Silence rarely appears on a balance sheet, which is exactly why it is so expensive. A team that nods along to a decision it privately doubts is not aligned; it is simply quiet. The cost arrives later — in the rework, the avoidable mistake, the talented person who stops contributing and eventually leaves. None of it gets traced back to the meeting where someone knew better and said nothing. Crucially, this is not a problem of disengagement. The Radical Candor data shows people are watching closely and forming opinions; they have simply calculated that voicing them is not worth the risk. That calculation is the real liability, because it means an organisation’s sharpest thinking is being filtered out before leaders ever hear it.

Why Capable People Choose to Say Nothing

When researchers ask employees why they hold back, the answers are strikingly rational. Around 56% believe that raising a concern would not change anything, while 36% fear some form of retaliation. Futility and fear, in other words, do most of the work. Part of the problem starts at the top: the same body of research found that more than 70% of managers said they had rarely or never practised giving feedback before stepping into a leadership role. Leaders who were never taught to invite hard truths tend, unintentionally, to punish them — with a flicker of defensiveness, a dismissive reply, or a decision that proceeds as if nothing was said. Staff read those signals quickly and adjust. Silence, then, is usually a learned response to how candour has been received before.

Key statistic: 61% of individual contributors say they regularly observe colleagues staying silent rather than voicing a differing opinion. (Radical Candor, 2026)

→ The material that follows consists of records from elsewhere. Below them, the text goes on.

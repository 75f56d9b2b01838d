//! # MetaBoard Testkit
//!
//! Testing utilities for the MetaBoard indexer.
//!
//! ## Overview
//!
//! This crate provides:
//!
//! - **Golden vectors**: Known content ids and document digests
//! - **Generators**: Proptest strategies for property-based testing
//! - **Fixtures**: Event builders, document builders and origin hashers
//!
//! ## Golden Vectors
//!
//! ```rust
//! use metaboard_testkit::vectors::verify_all_vectors;
//!
//! for (name, matches, id) in verify_all_vectors() {
//!     assert!(matches, "{name}: {id}");
//! }
//! ```
//!
//! ## Property Testing
//!
//! ```rust,ignore
//! use proptest::prelude::*;
//! use metaboard_testkit::generators::{content_from_params, ContentParams};
//!
//! proptest! {
//!     #[test]
//!     fn content_id_is_deterministic(params: ContentParams) {
//!         let c = content_from_params(&params);
//!         prop_assert_eq!(c.content_id(), c.clone().content_id());
//!     }
//! }
//! ```
//!
//! ## Test Fixtures
//!
//! ```rust
//! use metaboard_testkit::fixtures::{object, text, uint, TestFixture};
//!
//! let fixture = TestFixture::new();
//! let event = fixture.value_event(&object(vec![(0, text("h'aa'")), (1, uint(42))]), Some(1));
//! assert_eq!(event.origin_address, fixture.origin);
//! ```

pub mod fixtures;
pub mod generators;
pub mod vectors;

pub use fixtures::{memory_indexer, multi_origin_fixtures, RevertingHasher, StaticHasher, TestFixture};
pub use generators::{content_from_params, ContentParams};
pub use vectors::{all_documents, all_vectors, content_from_vector, verify_all_vectors, GoldenVector};
impl SqliteStore {
    /// Open a SQLite database at the given path.
    ///
    /// Creates the file and runs migrations if it doesn't exist. Fails if the
    /// database was created with a different id scheme.
    pub fn open(path: impl AsRef<Path>, config: StoreConfig) -> Result<Self> {
        Self::init(Connection::open(path)?, config)
    }

    /// Open an in-memory SQLite database.
    ///
    /// Useful for testing.
    pub fn open_memory(config: StoreConfig) -> Result<Self> {
        Self::init(Connection::open_in_memory()?, config)
    }

    fn init(mut conn: Connection, config: StoreConfig) -> Result<Self> {
        migration::migrate(&mut conn)?;
        migration::bind_id_scheme(&conn, config.id_scheme)?;
        Ok(Self {
            conn: Arc::new(Mutex::new(conn)),
            id_scheme: config.id_scheme,
        })
    }

    /// Run `f` against the connection on the blocking pool.
    async fn blocking<F, T>(&self, f: F) -> Result<T>
    where
        F: FnOnce(&mut Connection) -> Result<T> + Send + 'static,
        T: Send + 'static,
    {
        let conn = self.conn.clone();
        tokio::task::spawn_blocking(move || {
            let mut conn = conn.lock().map_err(|_| StoreError::Poisoned)?;
            f(&mut conn)
        })
        .await
        .map_err(|e| StoreError::Task(e.to_string()))?
    }
}

// ─────────────────────────────────────────────────────────────────────────────
// Row mapping
// ─────────────────────────────────────────────────────────────────────────────

/// Raw column values of a `metas` row, before validation.
struct MetaRow {
    meta_key: Vec<u8>,
    board: Vec<u8>,
    sender: Vec<u8>,
    subject: Vec<u8>,
    raw_payload: Vec<u8>,
    content_hash: Vec<u8>,
    hash_source: u8,
    hash_fallback_reason: Option<String>,
    outcome: u8,
    payload: Option<Vec<u8>>,
    magic_number: Option<Vec<u8>>,
    content_type: Option<String>,
    content_encoding: Option<String>,
    content_language: Option<String>,
    block_number: Option<i64>,
}
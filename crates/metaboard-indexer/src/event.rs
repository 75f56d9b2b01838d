//! Inbound events and per-event reports.

use bytes::Bytes;
use serde::{Deserialize, Serialize};

use metaboard_core::{Address, Hash32, HashSource, MetaId, MetaOutcome, Subject};
use metaboard_store::InsertResult;

/// A `MetaV1` submission emitted by an origin.
#[derive(Debug, Clone, PartialEq, Eq, Serialize, Deserialize)]
pub struct MetaV1Event {
    /// The emitting contract. Selects the Board.
    pub origin_address: Address,
    /// The account that submitted the document.
    pub sender: Address,
    /// What the document is about.
    pub subject: Subject,
    /// The submitted bytes, verbatim.
    pub meta: Bytes,
    /// Block the event was emitted in, when the host knows it.
    pub block_number: Option<u64>,
}

impl MetaV1Event {
    /// Block used for journaling; events without one are journaled at 0.
    pub fn journal_block(&self) -> u64 {
        self.block_number.unwrap_or(0)
    }
}

/// What happened to one event.
#[derive(Debug, Clone, PartialEq, Eq)]
pub struct IngestReport {
    /// Terminal state of the decode pipeline.
    pub outcome: MetaOutcome,
    /// The Meta written, or `None` when the event was skipped.
    pub meta_id: Option<MetaId>,
    /// `None` when skipped, otherwise whether the Meta was new.
    pub insert: Option<InsertResult>,
    /// The board counter after the event.
    pub sequence_counter: u64,
    pub content_hash: Hash32,
    pub hash_source: HashSource,
}

impl IngestReport {
    /// Whether decoded content was attached to the Meta.
    pub fn has_content(&self) -> bool {
        self.outcome.has_content() && self.meta_id.is_some()
    }
}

Building the Conditions for Candour

The fix is not a suggestion box; it is a set of repeatable habits. The most reliable is for leaders to speak last, so that a position of authority does not quietly close the conversation before junior voices enter it. The second is to ask specific, inviting questions — “What am I missing here?” lands very differently from “Any questions?” The third, and most overlooked, is to respond well when someone does take the risk: thank them visibly, act on what you can, and explain what you cannot. Professionals can practise this. Naming the behaviour you want, rehearsing the awkward opener, and managing your own reaction when challenged are all learnable skills — and an organisation that builds them turns reluctant silence into a steady supply of useful truth.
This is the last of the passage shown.